Published in final edited form as: Sci Transl Med. 2017 Oct 25;9(413):eaao1214. doi: 10.1126/scitranslmed.aao1214

Figure 2.

Figure 2

Mutational profiles and in vivo engraftment of patient-derived subpopulations

Three additional patients are shown in fig. S1. In each patient sample, human CD45+CD3+CD19- T and human CD45+CD3-CD19+ B cells were identified. Within CD3-CD19- non-T non-B cells, subpopulations were identified based on CD34, CD38, CD90, and CD45RA surface expression. These populations underwent PCR for FLT3-ITD mutation and DNA sequencing for the other genes indicated. Variant allele frequencies are shown as heat maps. In Patient 21 (A) and Patient 20 (B), the CD34+CD38-CD90-CD45RA- and CD34+CD38-CD90-CD45RA+ subpopulations were identified. The in vivo fates of CD34+CD38-CD90-CD45RA- subpopulations differed between patients 20 and 21, showing engraftment with multilineage human hematopoiesis in Patient 20 (indicated by green rectangles) but initiation of AML in Patient 21 (indicated by red rectangles).
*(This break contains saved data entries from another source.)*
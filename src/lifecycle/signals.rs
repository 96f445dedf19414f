//! OS signal handling.
//!
//! Translates SIGINT/SIGTERM into completion of a future the caller can
//! use to trigger graceful shutdown. Uses Tokio's async-safe signal
//! handling.

/// Wait until the process receives SIGINT or SIGTERM.
pub async fn wait_for_signal() {
    let ctrl_c = async {
        tokio::signal::ctrl_c()
            .await
            .expect("Failed to install Ctrl+C handler");
    };

    #[cfg(unix)]
    let terminate = async {
        tokio::signal::unix::signal(tokio::signal::unix::SignalKind::terminate())
            .expect("Failed to install SIGTERM handler")
            .recv()
            .await;
    };

    #[cfg(not(unix))]
    let terminate = std::future::pending::<()>();

    tokio::select! {
        _ = ctrl_c => {},
        _ = terminate => {},
    }
}
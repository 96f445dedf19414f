//! Telegram task relay.
//!
//! A single-endpoint relay built with Tokio and Axum: it accepts a message
//! plus a shared secret on `POST /send-message`, runs a request gate, and
//! forwards approved text to the Telegram Bot API.
//!
//! # Architecture Overview
//!
//! ```text
//!                    ┌───────────────────────────────────────────────┐
//!                    │                  TASK RELAY                    │
//!                    │                                                │
//!   Client Request   │  ┌──────────┐   ┌──────┐   ┌────────┐         │
//!   ─────────────────┼─▶│   rate   │──▶│ auth │──▶│ policy │         │
//!                    │  │ limiter  │   │check │   │ filter │         │
//!                    │  └──────────┘   └──────┘   └───┬────┘         │
//!                    │                                │              │
//!                    │                                ▼              │
//!   Client Response  │  ┌──────────┐            ┌──────────┐        │    Telegram
//!   ◀────────────────┼──│ mirrored │◀───────────│forwarder │◀───────┼──▶ Bot API
//!                    │  │ response │            │(reqwest) │        │
//!                    │  └──────────┘            └──────────┘        │
//!                    │                                                │
//!                    │  ┌──────────────────────────────────────────┐ │
//!                    │  │          Cross-Cutting Concerns           │ │
//!                    │  │  config │ observability │ lifecycle       │ │
//!                    │  └──────────────────────────────────────────┘ │
//!                    └───────────────────────────────────────────────┘
//! ```

use std::path::PathBuf;

use clap::Parser;
use tokio::net::TcpListener;

use task_relay::config::loader::{apply_env, load_config};
use task_relay::config::validation::validate_config;
use task_relay::config::RelayConfig;
use task_relay::http::HttpServer;
use task_relay::lifecycle::{signals, Shutdown};
use task_relay::observability::{logging, metrics};

#[derive(Parser)]
#[command(name = "task-relay", about = "Telegram task relay server")]
struct Args {
    /// Path to a TOML config file. Defaults apply when omitted.
    #[arg(short, long)]
    config: Option<PathBuf>,

    /// Override the listening port.
    #[arg(short, long)]
    port: Option<u16>,
}

#[tokio::main]
async fn main() -> Result<(), Box<dyn std::error::Error>> {
    logging::init();

    let args = Args::parse();

    let mut config = match &args.config {
        Some(path) => load_config(path)?,
        None => RelayConfig::default(),
    };
    apply_env(&mut config);
    if let Some(port) = args.port {
        config.listener.bind_address = format!("0.0.0.0:{}", port);
    }

    if let Err(errors) = validate_config(&config) {
        for error in &errors {
            tracing::error!(error = %error, "Invalid configuration");
        }
        return Err("configuration validation failed".into());
    }

    // Missing deployment variables are a warning here; requests that need
    // them fail individually at request time.
    for var in config.telegram.missing_vars() {
        tracing::warn!(var = var, "Environment variable is not set");
    }
    if config.auth.secret.is_empty() {
        tracing::warn!(var = "SECRET_KEY", "Environment variable is not set");
    }

    tracing::info!(
        bind_address = %config.listener.bind_address,
        rate_limit_points = config.rate_limit.points,
        rate_limit_window_secs = config.rate_limit.window_secs,
        max_text_length = config.policy.max_text_length,
        "Configuration loaded"
    );

    if config.observability.metrics_enabled {
        match config.observability.metrics_address.parse() {
            Ok(addr) => metrics::init_metrics(addr),
            Err(_) => tracing::error!(
                metrics_address = %config.observability.metrics_address,
                "Failed to parse metrics address"
            ),
        }
    }

    let listener = TcpListener::bind(&config.listener.bind_address).await?;
    tracing::info!(address = %listener.local_addr()?, "Listening for connections");

    let shutdown = Shutdown::new();
    let signal_shutdown = shutdown.clone();
    tokio::spawn(async move {
        signals::wait_for_signal().await;
        signal_shutdown.trigger();
    });

    let server = HttpServer::new(config);
    server.run(listener, shutdown.subscribe()).await?;

    Ok(())
}
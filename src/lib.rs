//! Telegram task relay library.

pub mod config;
pub mod forward;
pub mod http;
pub mod lifecycle;
pub mod observability;
pub mod policy;
pub mod security;

pub use config::RelayConfig;
pub use http::HttpServer;
pub use lifecycle::Shutdown;
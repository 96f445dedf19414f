//! Response mapping for the request gate.
//!
//! Every rejection the pipeline can produce maps to one fixed status code
//! and error body. All of them are recovered at the request boundary; none
//! crash the process and none are retried.

use axum::{
    http::StatusCode,
    response::{IntoResponse, Response},
    Json,
};
use serde_json::json;
use thiserror::Error;

use crate::forward::ForwardError;
use crate::observability::metrics;
use crate::policy::Rejection;

/// Everything that stops a request short of delivery.
#[derive(Debug, Error)]
pub enum ApiError {
    #[error("Too Many Requests")]
    RateLimited,

    #[error("Unauthorized request")]
    Unauthorized,

    #[error("Invalid or missing 'text'")]
    InvalidText,

    #[error("Message blocked: contains forbidden code {0}")]
    Blocked(String),

    #[error("Message not allowed by filter")]
    NotAllowed,

    #[error("Server not configured properly. Missing {}.", missing.join(" or "))]
    Misconfigured { missing: Vec<&'static str> },

    /// Transport-level upstream failure; carries the error description.
    #[error("{0}")]
    Upstream(String),
}

impl ApiError {
    pub fn status(&self) -> StatusCode {
        match self {
            ApiError::RateLimited => StatusCode::TOO_MANY_REQUESTS,
            ApiError::Unauthorized | ApiError::Blocked(_) | ApiError::NotAllowed => {
                StatusCode::FORBIDDEN
            }
            ApiError::InvalidText => StatusCode::BAD_REQUEST,
            ApiError::Misconfigured { .. } | ApiError::Upstream(_) => {
                StatusCode::INTERNAL_SERVER_ERROR
            }
        }
    }

    fn reason(&self) -> &'static str {
        match self {
            ApiError::RateLimited => "rate_limited",
            ApiError::Unauthorized => "unauthorized",
            ApiError::InvalidText => "invalid_text",
            ApiError::Blocked(_) => "blocked",
            ApiError::NotAllowed => "not_allowed",
            ApiError::Misconfigured { .. } => "misconfigured",
            ApiError::Upstream(_) => "upstream_failure",
        }
    }
}

impl IntoResponse for ApiError {
    fn into_response(self) -> Response {
        metrics::record_rejection(self.reason());
        (self.status(), Json(json!({ "error": self.to_string() }))).into_response()
    }
}

impl From<Rejection> for ApiError {
    fn from(rejection: Rejection) -> Self {
        match rejection {
            Rejection::Invalid => ApiError::InvalidText,
            Rejection::Forbidden(code) => ApiError::Blocked(code),
            Rejection::NotAllowed => ApiError::NotAllowed,
        }
    }
}

impl From<ForwardError> for ApiError {
    fn from(error: ForwardError) -> Self {
        match error {
            ForwardError::NotConfigured(missing) => ApiError::Misconfigured { missing },
            ForwardError::Transport(e) => ApiError::Upstream(e.to_string()),
        }
    }
}

#[cfg(test)]
mod tests {
    use super::*;

    #[test]
    fn status_codes_match_contract() {
        assert_eq!(ApiError::RateLimited.status(), StatusCode::TOO_MANY_REQUESTS);
        assert_eq!(ApiError::Unauthorized.status(), StatusCode::FORBIDDEN);
        assert_eq!(ApiError::InvalidText.status(), StatusCode::BAD_REQUEST);
        assert_eq!(
            ApiError::Blocked("1532".to_string()).status(),
            StatusCode::FORBIDDEN
        );
        assert_eq!(ApiError::NotAllowed.status(), StatusCode::FORBIDDEN);
        assert_eq!(
            ApiError::Misconfigured { missing: vec!["BOT_TOKEN"] }.status(),
            StatusCode::INTERNAL_SERVER_ERROR
        );
    }

    #[test]
    fn messages_match_contract() {
        assert_eq!(ApiError::RateLimited.to_string(), "Too Many Requests");
        assert_eq!(ApiError::Unauthorized.to_string(), "Unauthorized request");
        assert_eq!(ApiError::InvalidText.to_string(), "Invalid or missing 'text'");
        assert_eq!(
            ApiError::Blocked("1532".to_string()).to_string(),
            "Message blocked: contains forbidden code 1532"
        );
        assert_eq!(
            ApiError::NotAllowed.to_string(),
            "Message not allowed by filter"
        );
        assert_eq!(
            ApiError::Misconfigured {
                missing: vec!["BOT_TOKEN", "CHAT_ID"]
            }
            .to_string(),
            "Server not configured properly. Missing BOT_TOKEN or CHAT_ID."
        );
        assert_eq!(
            ApiError::Misconfigured {
                missing: vec!["CHAT_ID"]
            }
            .to_string(),
            "Server not configured properly. Missing CHAT_ID."
        );
    }
}
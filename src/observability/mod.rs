//! Observability subsystem.
//!
//! # Data Flow
//! ```text
//! All subsystems produce:
//!     → logging.rs (structured log events via tracing)
//!     → metrics.rs (counters + latency histogram)
//!
//! Consumers:
//!     → Log aggregation (stdout)
//!     → Metrics endpoint (Prometheus scrape, optional)
//! ```
//!
//! # Design Decisions
//! - Structured logging; request ID flows through all subsystems
//! - Metrics are cheap (atomic increments) and no-ops until a recorder
//!   is installed, so tests need no setup

pub mod logging;
pub mod metrics;
//! Request identification.
//!
//! Every inbound request gets an `x-request-id` (UUID v4) as early as
//! possible so rejections and upstream calls can be correlated in the logs.
//! The ID is propagated onto the response.

use axum::http::{HeaderName, HeaderValue, Request};
use tower_http::request_id::{
    MakeRequestId, PropagateRequestIdLayer, RequestId, SetRequestIdLayer,
};
use uuid::Uuid;

pub const X_REQUEST_ID: &str = "x-request-id";

/// Generates a fresh UUID v4 per request.
#[derive(Clone, Copy, Default)]
pub struct MakeRequestUuid;

impl MakeRequestId for MakeRequestUuid {
    fn make_request_id<B>(&mut self, _request: &Request<B>) -> Option<RequestId> {
        let id = Uuid::new_v4().to_string();
        HeaderValue::from_str(&id).ok().map(RequestId::new)
    }
}

pub fn set_request_id_layer() -> SetRequestIdLayer<MakeRequestUuid> {
    SetRequestIdLayer::new(HeaderName::from_static(X_REQUEST_ID), MakeRequestUuid)
}

pub fn propagate_request_id_layer() -> PropagateRequestIdLayer {
    PropagateRequestIdLayer::new(HeaderName::from_static(X_REQUEST_ID))
}
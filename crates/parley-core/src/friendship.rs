//! Friendship Manager: the friend-request state machine.
//!
//! Per ordered pair (requester, target):
//!
//! ```text
//! None --send--> Requested --accept--> Friends --remove--> None
//!                    |
//!                    +------decline--> None
//! ```
//!
//! Every transition runs as one store transaction, so both user records
//! change together or not at all.

use std::sync::Arc;

use tracing::info;

use parley_shared::{UserId, ValidationError};

use crate::backend::Backend;
use crate::error::{ConflictError, Result};
use crate::events::ChangeEvent;
use crate::identity::ensure_exists;

#[derive(Clone)]
pub struct FriendshipManager {
    backend: Arc<Backend>,
}

impl FriendshipManager {
    pub(crate) fn new(backend: Arc<Backend>) -> Self {
        Self { backend }
    }

    /// Add `requester` to `target`'s pending requests.
    pub fn send_friend_request(&self, requester: &UserId, target: &UserId) -> Result<()> {
        if requester == target {
            return Err(ValidationError::SelfReference.into());
        }

        self.backend.write("send_friend_request", |db| {
            ensure_exists(db, requester)?;
            ensure_exists(db, target)?;
            if db.is_friend(target, requester)? {
                return Err(ConflictError::AlreadyFriends.into());
            }
            if db.has_friend_request(target, requester)? {
                return Err(ConflictError::RequestAlreadyPending.into());
            }
            db.insert_friend_request(target, requester)?;
            Ok(())
        })?;

        info!(requester = %requester, target = %target, "friend request sent");
        self.backend
            .publish([ChangeEvent::UserChanged(target.clone())]);
        Ok(())
    }

    /// `target` accepts the request `requester` sent them.
    ///
    /// A reverse request (target → requester) is cleared as well, since the
    /// pair is now friends.
    pub fn accept_friend_request(&self, target: &UserId, requester: &UserId) -> Result<()> {
        if requester == target {
            return Err(ValidationError::SelfReference.into());
        }

        self.backend.write("accept_friend_request", |db| {
            ensure_exists(db, target)?;
            ensure_exists(db, requester)?;
            if !db.delete_friend_request(target, requester)? {
                return Err(ConflictError::NoPendingRequest.into());
            }
            db.delete_friend_request(requester, target)?;
            if db.is_friend(target, requester)? || db.is_friend(requester, target)? {
                return Err(ConflictError::AlreadyFriends.into());
            }
            db.insert_friendship(target, requester)?;
            Ok(())
        })?;

        info!(target = %target, requester = %requester, "friend request accepted");
        self.backend.publish([
            ChangeEvent::UserChanged(target.clone()),
            ChangeEvent::UserChanged(requester.clone()),
        ]);
        Ok(())
    }

    /// `target` turns down the request `requester` sent them.
    pub fn decline_friend_request(&self, target: &UserId, requester: &UserId) -> Result<()> {
        if requester == target {
            return Err(ValidationError::SelfReference.into());
        }

        self.backend.write("decline_friend_request", |db| {
            ensure_exists(db, target)?;
            if !db.delete_friend_request(target, requester)? {
                return Err(ConflictError::NoPendingRequest.into());
            }
            Ok(())
        })?;

        info!(target = %target, requester = %requester, "friend request declined");
        self.backend
            .publish([ChangeEvent::UserChanged(target.clone())]);
        Ok(())
    }

    /// End a mutual friendship from either side.
    pub fn remove_friend(&self, a: &UserId, b: &UserId) -> Result<()> {
        if a == b {
            return Err(ValidationError::SelfReference.into());
        }

        self.backend.write("remove_friend", |db| {
            ensure_exists(db, a)?;
            ensure_exists(db, b)?;
            if !db.are_mutual_friends(a, b)? {
                return Err(ConflictError::NotFriends.into());
            }
            db.delete_friendship(a, b)?;
            Ok(())
        })?;

        info!(user = %a, friend = %b, "friendship removed");
        self.backend.publish([
            ChangeEvent::UserChanged(a.clone()),
            ChangeEvent::UserChanged(b.clone()),
        ]);
        Ok(())
    }

    pub fn are_friends(&self, a: &UserId, b: &UserId) -> Result<bool> {
        self.backend
            .read("are_friends", |db| Ok(db.are_mutual_friends(a, b)?))
    }
}
use parley_shared::{MessageId, UserId, ValidationError};
use parley_store::StoreError;
use thiserror::Error;

#[derive(Error, Debug)]
pub enum ServiceError {
    #[error("Validation error: {0}")]
    Validation(#[from] ValidationError),

    #[error("Conflict: {0}")]
    Conflict(#[from] ConflictError),

    #[error("Not found: {0}")]
    NotFound(#[from] NotFoundError),

    #[error("Invalid email or password")]
    InvalidCredentials,

    #[error("Backend unavailable after {attempts} attempts: {source}")]
    Unavailable {
        attempts: u32,
        #[source]
        source: StoreError,
    },

    #[error("Storage error: {0}")]
    Storage(#[from] StoreError),

    #[error("Internal error: {0}")]
    Internal(String),
}

/// Business-rule violations. Retrying the same call cannot succeed.
#[derive(Error, Debug, Clone, PartialEq, Eq)]
pub enum ConflictError {
    #[error("Email already registered")]
    DuplicateEmail,

    #[error("Uid already registered: {0}")]
    DuplicateUid(UserId),

    #[error("Users are already friends")]
    AlreadyFriends,

    #[error("Friend request already pending")]
    RequestAlreadyPending,

    #[error("Users are not friends")]
    NotFriends,

    #[error("No pending friend request")]
    NoPendingRequest,
}

#[derive(Error, Debug, Clone, PartialEq, Eq)]
pub enum NotFoundError {
    #[error("user {0}")]
    User(UserId),

    #[error("message {0}")]
    Message(MessageId),
}

impl ServiceError {
    /// Transient backend failure worth another attempt.
    pub(crate) fn is_transient(&self) -> bool {
        matches!(self, ServiceError::Storage(e) if e.is_transient())
    }

    /// The conflict kind, if this is a business-rule violation.
    pub fn conflict(&self) -> Option<&ConflictError> {
        match self {
            ServiceError::Conflict(c) => Some(c),
            _ => None,
        }
    }
}

pub type Result<T> = std::result::Result<T, ServiceError>;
In Patient 13 (C), the CD34+CD38- subpopulation showed multilineage repopulation, whereas CD34-CD33+ subpopulation with additional FLT3-ITD and NPM1 mutations initiated AML. AML engrafted recipients showed no B cell engraftment (indicated by gray dashed outlines on flow cytometry plots). Detailed information on variants found in each patient is shown in table S2.